Your task — The data must be given again in full, with no line altered.

Dataset entries —
//! Lifecycle of the purchase provider connection.

use crate::config::BackoffConfig;
use crate::provider::{FlowParams, ProductDetails, PurchaseProvider};
use parking_lot::Mutex;
use std::sync::Arc;
use std::sync::atomic::{AtomicBool, AtomicU32, Ordering};
use std::time::Duration;
use tandem_types::{ProductId, Purchase, PurchaseToken, ResultCode};
use tokio::sync::watch;
use tokio::task::JoinHandle;
use tracing::{debug, info, warn};

/// State of the provider connection.
#[derive(Debug, Clone, Copy, PartialEq, Eq, Hash)]
pub enum ConnectionState {
    Disconnected,
    Connecting,
    Connected,
    /// Setup failed. Manual [`ConnectionSupervisor::connect`] is still allowed.
    Error,
}

/// Inputs to the connection state machine.
#[derive(Debug, Clone, Copy, PartialEq, Eq)]
pub enum ConnectionSignal {
    /// A connection attempt is starting.
    Connecting,
    /// The provider reported the connection ready.
    Connected,
    /// The provider dropped the connection.
    Disconnected,
    /// Connection setup finished with an error.
    Failed(ResultCode),
    /// The connection was released locally.
    Released,
}

/// Owns the provider handle and the connection state.
///
/// [`on_state_changed`](Self::on_state_changed) is the only writer of the
/// state. Reconnects after a drop are delayed with capped exponential
/// backoff; the delay resets after the next successful connect.
pub struct ConnectionSupervisor {
    provider: Arc<dyn PurchaseProvider>,
    backoff: BackoffConfig,
    state: watch::Sender<ConnectionState>,
    last_error: Mutex<Option<ResultCode>>,
    attempts: AtomicU32,
    last_delay: Mutex<Option<Duration>>,
    reconnect: Mutex<Option<JoinHandle<()>>>,
    closed: AtomicBool,
}

impl ConnectionSupervisor {
    pub fn new(provider: Arc<dyn PurchaseProvider>, backoff: BackoffConfig) -> Arc<Self> {
        let (state, _) = watch::channel(ConnectionState::Disconnected);
        Arc::new(Self {
            provider,
            backoff,
            state,
            last_error: Mutex::new(None),
            attempts: AtomicU32::new(0),
            last_delay: Mutex::new(None),
            reconnect: Mutex::new(None),
            closed: AtomicBool::new(false),
        })
    }

    pub fn state(&self) -> ConnectionState {
        *self.state.borrow()
    }

    pub fn is_connected(&self) -> bool {
        self.state() == ConnectionState::Connected
    }

    /// A receiver woken on every state change.
    pub fn subscribe(&self) -> watch::Receiver<ConnectionState> {
        self.state.subscribe()
    }

    /// Result code of the last failed setup, cleared on connect.
    pub fn last_error(&self) -> Option<ResultCode> {
        *self.last_error.lock()
    }

    /// Reconnects scheduled since the last successful connect.
    pub fn consecutive_failures(&self) -> u32 {
        self.attempts.load(Ordering::SeqCst)
    }

    /// Delay of the most recently scheduled reconnect.
    pub fn last_reconnect_delay(&self) -> Option<Duration> {
        *self.last_delay.lock()
    }

    pub fn reconnect_pending(&self) -> bool {
        self.reconnect
            .lock()
            .as_ref()
            .is_some_and(|h| !h.is_finished())
    }

    /// Applies a signal to the state machine. Returns true if the state
    /// changed.
    pub fn on_state_changed(self: &Arc<Self>, signal: ConnectionSignal) -> bool {
        if self.closed.load(Ordering::SeqCst) && signal != ConnectionSignal::Released {
            debug!(?signal, "Supervisor closed, signal ignored");
            return false;
        }

        let mut schedule = false;
        let changed = self.state.send_if_modified(|state| {
            let next = match (signal, *state) {
                (
                    ConnectionSignal::Connecting,
                    ConnectionState::Disconnected | ConnectionState::Error,
                ) => ConnectionState::Connecting,
                (ConnectionSignal::Connected, ConnectionState::Connected) => return false,
                (ConnectionSignal::Connected, _) => ConnectionState::Connected,
                (ConnectionSignal::Disconnected, ConnectionState::Connected) => {
                    schedule = true;
                    ConnectionState::Disconnected
                }
                (ConnectionSignal::Failed(code), ConnectionState::Connecting) => {
                    schedule = !code.is_terminal_for_connection();
                    ConnectionState::Error
                }
                (ConnectionSignal::Released, s) if s != ConnectionState::Disconnected => {
                    ConnectionState::Disconnected
                }
                _ => return false,
            };
            *state = next;
            true
        });

        if !changed {
            debug!(?signal, state = ?self.state(), "Connection signal ignored");
            return false;
        }

        match signal {
            ConnectionSignal::Connected => {
                self.attempts.store(0, Ordering::SeqCst);
                *self.last_error.lock() = None;
                if let Some(timer) = self.reconnect.lock().take() {
                    timer.abort();
                }
                info!("Purchase provider connected");
            }
            ConnectionSignal::Failed(code) => {
                *self.last_error.lock() = Some(code);
                if schedule {
                    warn!(?code, "Purchase provider setup failed");
                } else {
                    warn!(?code, "Purchase provider unavailable, not retrying");
                }
            }
            ConnectionSignal::Disconnected => info!("Purchase provider disconnected"),
            _ => {}
        }

        if schedule {
            self.schedule_reconnect();
        }
        true
    }

    /// Connects unless already connecting or connected. Never runs two setup
    /// attempts at once.
    pub async fn connect(self: &Arc<Self>) -> ConnectionState {
        if !self.on_state_changed(ConnectionSignal::Connecting) {
            return self.state();
        }

        debug!("Starting purchase provider connection");
        let code = self.provider.start_connection().await;
        if code.is_ok() {
            self.on_state_changed(ConnectionSignal::Connected);
        } else {
            self.on_state_changed(ConnectionSignal::Failed(code));
        }
        self.state()
    }

    fn schedule_reconnect(self: &Arc<Self>) {
        if self.closed.load(Ordering::SeqCst) {
            return;
        }
        let mut slot = self.reconnect.lock();
        if slot.as_ref().is_some_and(|h| !h.is_finished()) {
            debug!("Reconnect already scheduled");
            return;
        }

        let attempt = self.attempts.fetch_add(1, Ordering::SeqCst).saturating_add(1);
        let delay = self.backoff.delay_for_attempt(attempt);
        *self.last_delay.lock() = Some(delay);
        warn!(
            attempt,
            delay_ms = delay.as_millis() as u64,
            "Reconnect scheduled"
        );

        let weak = Arc::downgrade(self);
        *slot = Some(tokio::spawn(async move {
            tokio::time::sleep(delay).await;
            let Some(this) = weak.upgrade() else {
                return;
            };
            this.reconnect.lock().take();
            this.connect().await;
        }));
    }

    /// Cancels any pending reconnect and refuses further connects.
    pub fn stop_reconnecting(&self) {
        self.closed.store(true, Ordering::SeqCst);
        if let Some(timer) = self.reconnect.lock().take() {
            timer.abort();
            debug!("Reconnect timer cancelled");
        }
    }

    /// Stops reconnecting and releases the provider connection.
    pub async fn release(self: &Arc<Self>) {
        self.stop_reconnecting();
        self.provider.end_connection().await;
        self.on_state_changed(ConnectionSignal::Released);
        info!("Purchase provider connection released");
    }

    // Provider access. Everything else reaches the provider through here.

    pub async fn query_product(
        &self,
        product: &ProductId,
    ) -> Result<Option<ProductDetails>, ResultCode> {
        if !self.is_connected() {
            return Err(ResultCode::ServiceDisconnected);
        }
        self.provider.query_product(product).await
    }

    pub async fn launch_purchase_flow(&self, params: &FlowParams) -> ResultCode {
        if !self.is_connected() {
            return ResultCode::ServiceDisconnected;
        }
        self.provider.launch_purchase_flow(params).await
    }

    pub async fn acknowledge(&self, token: &PurchaseToken) -> ResultCode {
        if !self.is_connected() {
            return ResultCode::ServiceDisconnected;
        }
        self.provider.acknowledge(token).await
    }

    pub async fn query_purchases(&self) -> Result<Vec<Purchase>, ResultCode> {
        if !self.is_connected() {
            return Err(ResultCode::ServiceDisconnected);
        }
        self.provider.query_purchases().await
    }
}

impl Drop for ConnectionSupervisor {
    fn drop(&mut self) {
        if let Some(timer) = self.reconnect.get_mut().take() {
            timer.abort();
        }
    }
}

Completed exercise —
//! Lifecycle of the purchase provider connection.

use crate::config::BackoffConfig;
use crate::provider::{FlowParams, ProductDetails, PurchaseProvider};
use parking_lot::Mutex;
use std::sync::Arc;
use std::sync::atomic::{AtomicBool, AtomicU32, Ordering};
use std::time::Duration;
use tandem_types::{ProductId, Purchase, PurchaseToken, ResultCode};
use tokio::sync::watch;
use tokio::task::JoinHandle;
use tracing::{debug, info, warn};

/// State of the provider connection.
#[derive(Debug, Clone, Copy, PartialEq, Eq, Hash)]
pub enum ConnectionState {
    Disconnected,
    Connecting,
    Connected,
    /// Setup failed. Manual [`ConnectionSupervisor::connect`] is still allowed.
    Error,
}

/// Inputs to the connection state machine.
#[derive(Debug, Clone, Copy, PartialEq, Eq)]
pub enum ConnectionSignal {
    /// A connection attempt is starting.
    Connecting,
    /// The provider reported the connection ready.
    Connected,
    /// The provider dropped the connection.
    Disconnected,
    /// Connection setup finished with an error.
    Failed(ResultCode),
    /// The connection was released locally.
    Released,
}

/// Owns the provider handle and the connection state.
///
/// [`on_state_changed`](Self::on_state_changed) is the only writer of the
/// state. Reconnects after a drop are delayed with capped exponential
/// backoff; the delay resets after the next successful connect.
pub struct ConnectionSupervisor {
    provider: Arc<dyn PurchaseProvider>,
    backoff: BackoffConfig,
    state: watch::Sender<ConnectionState>,
    last_error: Mutex<Option<ResultCode>>,
    attempts: AtomicU32,
    last_delay: Mutex<Option<Duration>>,
    reconnect: Mutex<Option<JoinHandle<()>>>,
    closed: AtomicBool,
}

impl ConnectionSupervisor {
    pub fn new(provider: Arc<dyn PurchaseProvider>, backoff: BackoffConfig) -> Arc<Self> {
        let (state, _) = watch::channel(ConnectionState::Disconnected);
        Arc::new(Self {
            provider,
            backoff,
            state,
            last_error: Mutex::new(None),
            attempts: AtomicU32::new(0),
            last_delay: Mutex::new(None),
            reconnect: Mutex::new(None),
            closed: AtomicBool::new(false),
        })
    }

    pub fn state(&self) -> ConnectionState {
        *self.state.borrow()
    }

    pub fn is_connected(&self) -> bool {
        self.state() == ConnectionState::Connected
    }

    /// A receiver woken on every state change.
    pub fn subscribe(&self) -> watch::Receiver<ConnectionState> {
        self.state.subscribe()
    }

    /// Result code of the last failed setup, cleared on connect.
    pub fn last_error(&self) -> Option<ResultCode> {
        *self.last_error.lock()
    }

    /// Reconnects scheduled since the last successful connect.
    pub fn consecutive_failures(&self) -> u32 {
        self.attempts.load(Ordering::SeqCst)
    }

    /// Delay of the most recently scheduled reconnect.
    pub fn last_reconnect_delay(&self) -> Option<Duration> {
        *self.last_delay.lock()
    }

    pub fn reconnect_pending(&self) -> bool {
        self.reconnect
            .lock()
            .as_ref()
            .is_some_and(|h| !h.is_finished())
    }

    /// Applies a signal to the state machine. Returns true if the state
    /// changed.
    pub fn on_state_changed(self: &Arc<Self>, signal: ConnectionSignal) -> bool {
        if self.closed.load(Ordering::SeqCst) && signal != ConnectionSignal::Released {
            debug!(?signal, "Supervisor closed, signal ignored");
            return false;
        }

        let mut schedule = false;
        let changed = self.state.send_if_modified(|state| {
            let next = match (signal, *state) {
                (
                    ConnectionSignal::Connecting,
                    ConnectionState::Disconnected | ConnectionState::Error,
                ) => ConnectionState::Connecting,
                (ConnectionSignal::Connected, ConnectionState::Connected) => return false,
                (ConnectionSignal::Connected, _) => ConnectionState::Connected,
                (ConnectionSignal::Disconnected, ConnectionState::Connected) => {
                    schedule = true;
                    ConnectionState::Disconnected
                }
                (ConnectionSignal::Failed(code), ConnectionState::Connecting) => {
                    schedule = !code.is_terminal_for_connection();
                    ConnectionState::Error
                }
                (ConnectionSignal::Released, s) if s != ConnectionState::Disconnected => {
                    ConnectionState::Disconnected
                }
                _ => return false,
            };
            *state = next;
            true
        });

        if !changed {
            debug!(?signal, state = ?self.state(), "Connection signal ignored");
            return false;
        }

        match signal {
            ConnectionSignal::Connected => {
                self.attempts.store(0, Ordering::SeqCst);
                *self.last_error.lock() = None;
                if let Some(timer) = self.reconnect.lock().take() {
                    timer.abort();
                }
                info!("Purchase provider connected");
            }
            ConnectionSignal::Failed(code) => {
                *self.last_error.lock() = Some(code);
                if schedule {
                    warn!(?code, "Purchase provider setup failed");
                } else {
                    warn!(?code, "Purchase provider unavailable, not retrying");
                }
            }
            ConnectionSignal::Disconnected => info!("Purchase provider disconnected"),
            _ => {}
        }

        if schedule {
            self.schedule_reconnect();
        }
        true
    }

    /// Connects unless already connecting or connected. Never runs two setup
    /// attempts at once.
    pub async fn connect(self: &Arc<Self>) -> ConnectionState {
        if !self.on_state_changed(ConnectionSignal::Connecting) {
            return self.state();
        }

        debug!("Starting purchase provider connection");
        let code = self.provider.start_connection().await;
        if code.is_ok() {
            self.on_state_changed(ConnectionSignal::Connected);
        } else {
            self.on_state_changed(ConnectionSignal::Failed(code));
        }
        self.state()
    }

    fn schedule_reconnect(self: &Arc<Self>) {
        if self.closed.load(Ordering::SeqCst) {
            return;
        }
        let mut slot = self.reconnect.lock();
        if slot.as_ref().is_some_and(|h| !h.is_finished()) {
            debug!("Reconnect already scheduled");
            return;
        }

        let attempt = self.attempts.fetch_add(1, Ordering::SeqCst).saturating_add(1);
        let delay = self.backoff.delay_for_attempt(attempt);
        *self.last_delay.lock() = Some(delay);
        warn!(
            attempt,
            delay_ms = delay.as_millis() as u64,
            "Reconnect scheduled"
        );

        let weak = Arc::downgrade(self);
        *slot = Some(tokio::spawn(async move {
            tokio::time::sleep(delay).await;
            let Some(this) = weak.upgrade() else {
                return;
            };
            this.reconnect.lock().take();
            this.connect().await;
        }));
    }

    /// Cancels any pending reconnect and refuses further connects.
    pub fn stop_reconnecting(&self) {
        self.closed.store(true, Ordering::SeqCst);
        if let Some(timer) = self.reconnect.lock().take() {
            timer.abort();
            debug!("Reconnect timer cancelled");
        }
    }

    /// Stops reconnecting and releases the provider connection.
    pub async fn release(self: &Arc<Self>) {
        self.stop_reconnecting();
        self.provider.end_connection().await;
        self.on_state_changed(ConnectionSignal::Released);
        info!("Purchase provider connection released");
    }

    // Provider access. Everything else reaches the provider through here.

    pub async fn query_product(
        &self,
        product: &ProductId,
    ) -> Result<Option<ProductDetails>, ResultCode> {
        if !self.is_connected() {
            return Err(ResultCode::ServiceDisconnected);
        }
        self.provider.query_product(product).await
    }

    pub async fn launch_purchase_flow(&self, params: &FlowParams) -> ResultCode {
        if !self.is_connected() {
            return ResultCode::ServiceDisconnected;
        }
        self.provider.launch_purchase_flow(params).await
    }

    pub async fn acknowledge(&self, token: &PurchaseToken) -> ResultCode {
        if !self.is_connected() {
            return ResultCode::ServiceDisconnected;
        }
        self.provider.acknowledge(token).await
    }

    pub async fn query_purchases(&self) -> Result<Vec<Purchase>, ResultCode> {
        if !self.is_connected() {
            return Err(ResultCode::ServiceDisconnected);
        }
        self.provider.query_purchases().await
    }
}

impl Drop for ConnectionSupervisor {
    fn drop(&mut self) {
        if let Some(timer) = self.reconnect.get_mut().take() {
            timer.abort();
        }
    }
}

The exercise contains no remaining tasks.